Note when a source is secondary so the user can weigh it.
Citations Require Special Treatment
Citations are the highest-risk hallucination category. For any claim citing a specific case,
statute, paper, standard, or document:
- Search for the exact citation (case name, title, section number).
- If found, confirm the cited content actually says what the target text claims.
- If not found at all: FABRICATION RISK. Models routinely generate plausible-sounding
citations for things that do not exist.
Layer 3: Adversarial Review
Switch posture entirely. Assume the output contains errors and actively try to find them.
Hallucination Pattern Checklist
Check every claim for these patterns:
-
Fabricated citation — specific case, paper, or statute that could not be found in
Layer 2. Most dangerous pattern: looks authoritative, is invented.
-
Precise number without source — specific statistic (e.g., "78% of companies…") with
no indicated origin. Models generate plausible statistics that are entirely fabricated.
-
Confident specificity on uncertain topics — exact dates, precise amounts, definitive
attributions in areas where experts disagree or facts are genuinely unknown.
-
Plausible-but-wrong association — ruling attributed to wrong court, quote to wrong
person, law's provision described incorrectly while the law's name is right.
-
Temporal confusion — something described as current that may be outdated; events
described in wrong sequence.
-
Overgeneralization — stated as universally true when it applies only in specific
jurisdictions, contexts, or time periods. Very common in legal and regulatory content.
-
Missing qualifiers — nuanced topic presented as settled when significant exceptions,
limitations, or counterarguments exist.
Hallucination Pattern Matrix (--deep only)
When invoked with --deep, render this matrix for every claim reviewed. One row per claim.
Columns map directly to the seven patterns above — mark each cell Y (present), N (not
present), or ? (cannot determine).
| Claim ID | Fabricated citation | Precise # w/o source | Confident on uncertain | Wrong association | Temporal confusion | Overgeneralization | Missing qualifiers | Confidence rating |
|---|
| C1 | | | | | | | | |
| C2 | | | | | | | | |
Fill every cell. A blank cell is not the same as N — unknown is ?. Any Y in columns
1–2 escalates to FABRICATION RISK regardless of other columns. Any Y in columns 3–7
escalates to DISPUTED or UNVERIFIED depending on whether contradicting evidence was found.
Adversarial Questions
For each major claim that passed Layers 1 and 2:
- What would make this wrong?
- Is there a common misconception in this area the model might have absorbed?

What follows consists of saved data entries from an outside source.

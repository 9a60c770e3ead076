//! Validation rules to schema constraint attributes
//!
//! Each rule applies only to the kinds it makes sense for and is silently ignored otherwise.
//! Rules are applied in declaration order; a later rule overwrites the attributes an earlier
//! one set.

use tracing::trace;

use crate::constants::FORMAT_EMAIL;
use crate::model::{LengthRange, NumericRange, ValidationRule};
use crate::tree::SchemaPrimitiveKind;

/// Schema constraint attributes of one field
#[derive(Debug, Clone, Default, PartialEq)]
pub struct ConstraintSet {
    /// Field must be present
    pub required:          bool,
    /// Numeric lower bound
    pub minimum:           Option<f64>,
    /// Numeric upper bound
    pub maximum:           Option<f64>,
    /// Lower bound is exclusive
    pub exclusive_minimum: bool,
    /// Upper bound is exclusive
    pub exclusive_maximum: bool,
    /// Minimum string length
    pub min_length:        Option<u64>,
    /// Maximum string length
    pub max_length:        Option<u64>,
    /// Minimum array size
    pub min_items:         Option<u64>,
    /// Maximum array size
    pub max_items:         Option<u64>,
    /// Regular expression, verbatim
    pub pattern:           Option<String>,
    /// Format marker set by a rule (`email`)
    pub format:            Option<String>,
}

impl ConstraintSet {
    /// True when no attribute is set
    pub fn is_empty(&self) -> bool { *self == Self::default() }
}

/// Maps validation rules onto schema constraints
#[derive(Debug, Clone, Copy, Default)]
pub struct ConstraintMapper;

impl ConstraintMapper {
    /// Map `rules` for a field of kind `target`
    pub fn map(self, rules: &[ValidationRule], target: SchemaPrimitiveKind) -> ConstraintSet {
        map_constraints(rules, target)
    }
}

/// Map `rules` for a field of kind `target`
pub fn map_constraints(rules: &[ValidationRule], target: SchemaPrimitiveKind) -> ConstraintSet {
    let mut constraints = ConstraintSet::default();

    for rule in rules {
        let applied = match rule {
            ValidationRule::Required => {
                constraints.required = true;
                true
            }
            ValidationRule::NumericRange(range) => {
                apply_numeric(&mut constraints, range, target)
            }
            ValidationRule::LengthRange(range) => apply_length(&mut constraints, range, target),
            ValidationRule::Pattern { regex } if target == SchemaPrimitiveKind::String => {
                constraints.pattern = Some(regex.clone());
                true
            }
            ValidationRule::Email if target == SchemaPrimitiveKind::String => {
                constraints.format = Some(FORMAT_EMAIL.to_string());
                true
            }
            ValidationRule::Pattern { .. } | ValidationRule::Email => false,
        };

        if !applied {
            trace!(?rule, kind = %target, "Validation rule does not apply to kind - ignored");
        }
    }

    constraints
}

fn apply_numeric(
    constraints: &mut ConstraintSet,
    range: &NumericRange,
    target: SchemaPrimitiveKind,
) -> bool {
    if !target.is_numeric() {
        return false;
    }
    if let Some(min) = range.min {
        constraints.minimum = Some(min);
        constraints.exclusive_minimum = range.exclusive_min;
    }
    if let Some(max) = range.max {
        constraints.maximum = Some(max);
        constraints.exclusive_maximum = range.exclusive_max;
    }
    true
}

fn apply_length(
    constraints: &mut ConstraintSet,
    range: &LengthRange,
    target: SchemaPrimitiveKind,
) -> bool {
    let (min, max) = range.inclusive_bounds();
    match target {
        SchemaPrimitiveKind::String => {
            if min.is_some() {
                constraints.min_length = min;
            }
            if max.is_some() {
                constraints.max_length = max;
            }
            true
        }
        SchemaPrimitiveKind::Array => {
            if min.is_some() {
                constraints.min_items = min;
            }
            if max.is_some() {
                constraints.max_items = max;
            }
            true
        }
        _ => false,
    }
}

- Would a domain expert object to how this is stated?
- Is this claim from after the training cutoff — could it be outdated?
Red Flags to Escalate
Escalate these prominently — do not bury them in the table:
- A citation that cannot be found anywhere
- A statistic with no identifiable source
- A legal or regulatory claim contradicting what authoritative sources say
- A claim stated with high confidence that is actually disputed or uncertain
Output: Verification Report
After completing all three layers, produce the report using
references/verification-report-template.md.
Confidence Ratings
| Rating | Meaning | User action |
|---|
| VERIFIED | Supporting source found and linked | Spot-check the link if critical |
| PLAUSIBLE | Consistent with general knowledge; no specific source found | Reasonable but unconfirmed; verify before relying on it |
| UNVERIFIED | No supporting or contradicting evidence found | Do not rely on without independent verification |
| DISPUTED | Contradicting evidence found from a credible source | Review the contradicting source; this may be wrong |
| FABRICATION RISK | Matches hallucination pattern (unfindable citation or statistic) | Assume wrong until confirmed from a primary source |
Report Principles
- Provide links, not verdicts. The user decides what is true.
- When contradicting information was found, present both sides with sources. Do not pick a winner.

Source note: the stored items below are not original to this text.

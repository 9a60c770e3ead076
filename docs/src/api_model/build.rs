//! Turning a parsed model into record sets and registration candidates

use std::collections::HashMap;
use std::sync::Arc;

use error_stack::{Report, ResultExt};
use propbox_schema::classify::TypeBindings;
use propbox_schema::model::{
    DeclaredType, FieldDefinition, FieldSet, FieldSetLink, MessageCatalog, ValidationRule,
};
use propbox_schema::registration::{
    Body, Candidate, ComponentType, Operation, RegistrationConfig,
};
use propbox_schema::resolve::ResolverConfig;
use regex::Regex;
use tracing::{debug, warn};

use super::{ApiModel, BodySpec, ComponentTypeSpec, DocsInfo, FieldSpec, OperationSpec};
use crate::error::{Error, Result};

/// A model with its record sets and components built
#[derive(Debug)]
pub struct BuiltModel {
    pub info:         DocsInfo,
    pub registration: RegistrationConfig,
    pub resolver:     ResolverConfig,
    pub bindings:     TypeBindings,
    pub messages:     MessageCatalog,
    /// Owners of every record set, in model order; nested references between sets are weak
    pub record_sets:  Vec<Arc<FieldSet>>,
    pub candidates:   Vec<Candidate>,
}

impl BuiltModel {
    /// Look up a record set by name
    pub fn record_set(&self, name: &str) -> Option<&Arc<FieldSet>> {
        self.record_sets
            .iter()
            .find(|set| set.name() == Some(name))
    }
}

impl ApiModel {
    /// Build record sets, component types and candidates
    ///
    /// Record sets are linked by name so they may refer to each other cyclically. Component
    /// supertype chains must be acyclic.
    pub fn build(self) -> Result<BuiltModel> {
        let record_sets = build_record_sets(&self)?;
        let by_name: HashMap<&str, &Arc<FieldSet>> = record_sets
            .iter()
            .filter_map(|set| set.name().map(|name| (name, set)))
            .collect();

        let mut types = ComponentTypes::new(&self.component_types, &by_name)?;
        // unreferenced types are checked too, so their dangling references surface here
        for spec in &self.component_types {
            types.get(&spec.name)?;
        }
        let candidates = self
            .components
            .iter()
            .map(|spec| -> Result<Candidate> {
                let component = types.get(&spec.type_name)?;
                Ok(Candidate::new(spec.name.clone(), spec.lifecycle, component))
            })
            .collect::<Result<Vec<_>>>()?;

        debug!(
            record_sets = record_sets.len(),
            candidates = candidates.len(),
            "Built API model"
        );

        Ok(BuiltModel {
            info: self.info,
            registration: self.registration,
            resolver: self.resolver,
            bindings: self.type_model,
            messages: MessageCatalog::from(self.messages),
            record_sets,
            candidates,
        })
    }
}

fn build_record_sets(model: &ApiModel) -> Result<Vec<Arc<FieldSet>>> {
    let mut links: HashMap<&str, FieldSetLink> = HashMap::with_capacity(model.record_sets.len());
    for spec in &model.record_sets {
        if links.insert(&spec.name, FieldSetLink::new()).is_some() {
            return Err(Report::new(Error::invalid(
                "record sets",
                format!("'{}' is declared twice", spec.name),
            )));
        }
    }

    let mut record_sets = Vec::with_capacity(model.record_sets.len());
    for spec in &model.record_sets {
        let fields = spec
            .fields
            .iter()
            .map(|field| build_field(&spec.name, field, &links))
            .collect::<Result<Vec<_>>>()?;
        let set = FieldSet::named(&spec.name, fields)
            .change_context(Error::invalid("record set", &spec.name))?;
        if let Some(link) = links.get(spec.name.as_str()) {
            link.bind(&set)
                .change_context(Error::invalid("record set", &spec.name))?;
        }
        record_sets.push(set);
    }
    Ok(record_sets)
}

fn build_field(
    set: &str,
    spec: &FieldSpec,
    links: &HashMap<&str, FieldSetLink>,
) -> Result<FieldDefinition> {
    let value_type = DeclaredType::parse(&spec.value_type)
        .change_context(Error::invalid("field type", format!("{set}.{}", spec.name)))?;

    let mut field = FieldDefinition::new(&spec.name, value_type);
    if spec.read_only {
        field = field.read_only();
    }
    if let Some(temporal) = spec.temporal {
        field = field.with_temporal(temporal);
    }
    for rule in &spec.rules {
        check_pattern(set, &spec.name, rule);
        field = field.with_rule(rule.clone());
    }
    if let Some(label) = &spec.label {
        field = field.with_label(label.clone());
    }
    if let Some(nested) = &spec.nested {
        let link = links
            .get(nested.as_str())
            .ok_or_else(|| Report::new(Error::unknown("record set", nested)))
            .attach(format!("Field: {set}.{}", spec.name))?;
        field = field.with_nested(link.clone());
    }
    if spec.computed {
        field = field.computed();
    }
    Ok(field)
}

/// Invalid patterns are still copied verbatim; clients get to see what was declared
fn check_pattern(set: &str, field: &str, rule: &ValidationRule) {
    if let ValidationRule::Pattern { regex } = rule {
        if let Err(e) = Regex::new(regex) {
            warn!(
                field = %format!("{set}.{field}"),
                pattern = %regex,
                error = %e,
                "Pattern rule is not a valid regular expression"
            );
        }
    }
}

/// Component types built on demand so supertypes exist before their subtypes
struct ComponentTypes<'m> {
    specs:       HashMap<&'m str, &'m ComponentTypeSpec>,
    record_sets: &'m HashMap<&'m str, &'m Arc<FieldSet>>,
    built:       HashMap<String, Arc<ComponentType>>,
}

impl<'m> ComponentTypes<'m> {
    fn new(
        specs: &'m [ComponentTypeSpec],
        record_sets: &'m HashMap<&'m str, &'m Arc<FieldSet>>,
    ) -> Result<Self> {
        let mut by_name = HashMap::with_capacity(specs.len());
        for spec in specs {
            if by_name.insert(spec.name.as_str(), spec).is_some() {
                return Err(Report::new(Error::invalid(
                    "component types",
                    format!("'{}' is declared twice", spec.name),
                )));
            }
        }
        Ok(Self {
            specs: by_name,
            record_sets,
            built: HashMap::new(),
        })
    }

    fn get(&mut self, name: &str) -> Result<Arc<ComponentType>> {
        self.build(name, &mut Vec::new())
    }

    fn build(&mut self, name: &str, chain: &mut Vec<String>) -> Result<Arc<ComponentType>> {
        if let Some(built) = self.built.get(name) {
            return Ok(Arc::clone(built));
        }
        if chain.iter().any(|seen| seen == name) {
            return Err(Report::new(Error::invalid(
                "component type",
                format!("supertype cycle {} -> {name}", chain.join(" -> ")),
            )));
        }
        let spec = *self
            .specs
            .get(name)
            .ok_or_else(|| Report::new(Error::unknown("component type", name)))?;

        chain.push(name.to_string());
        let mut component = ComponentType::new(name);
        if let Some(supertype) = &spec.supertype {
            component = component.with_supertype(self.build(supertype, chain)?);
        }
        chain.pop();

        if let Some(path) = &spec.path {
            component = component.with_path(path);
        }
        if spec.provider {
            component = component.provider();
        }
        for operation in &spec.operations {
            component = component.with_operation(self.operation(name, operation)?);
        }

        let component = Arc::new(component);
        self.built.insert(name.to_string(), Arc::clone(&component));
        Ok(component)
    }

    fn operation(&self, component: &str, spec: &OperationSpec) -> Result<Operation> {
        let mut operation = Operation::new(spec.method);
        if let Some(path) = &spec.path {
            operation = operation.with_path(path);
        }
        if let Some(summary) = &spec.summary {
            operation = operation.with_summary(summary);
        }
        if let Some(request) = &spec.request {
            operation = operation.with_request(self.body(component, request)?);
        }
        if let Some(response) = &spec.response {
            operation = operation.with_response(self.body(component, response)?);
        }
        Ok(operation)
    }

    fn body(&self, component: &str, spec: &BodySpec) -> Result<Body> {
        let value_type = DeclaredType::parse(&spec.value_type)
            .change_context(Error::invalid("payload type", component))?;
        let mut body = Body::new(value_type);
        if let Some(name) = &spec.record_set {
            let set = self
                .record_sets
                .get(name.as_str())
                .ok_or_else(|| Report::new(Error::unknown("record set", name)))
                .attach(format!("Component type: {component}"))?;
            body = body.with_field_set(set);
        }
        Ok(body)
    }
}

- If a claim is unfalsifiable (too vague or subjective to verify), say so explicitly.
- Be explicit about what could not be checked. "Could not verify" differs from "this is wrong."
- Lead with the highest-severity findings.
Limitations Disclosure
Always append to the report:
Limitations: This pipeline accelerates human verification; it does not replace it.
Web search may not reach paywalled or very recent sources. The adversarial layer uses the
same underlying model that may have produced the original output — it catches many issues
but not all. VERIFIED means a supporting source was found, not that the claim is definitely
correct. PLAUSIBLE claims may still be wrong.
Domain Guidance
Legal Content
Elevated hallucination risk: case citations and holdings are frequently fabricated, jurisdictional
nuances are flattened, statutory language gets paraphrased in meaning-changing ways, majority/
minority distinctions disappear.
Extra scrutiny: case citations, statutory references, regulatory interpretations, and any
jurisdictional claim. Search legal databases when available.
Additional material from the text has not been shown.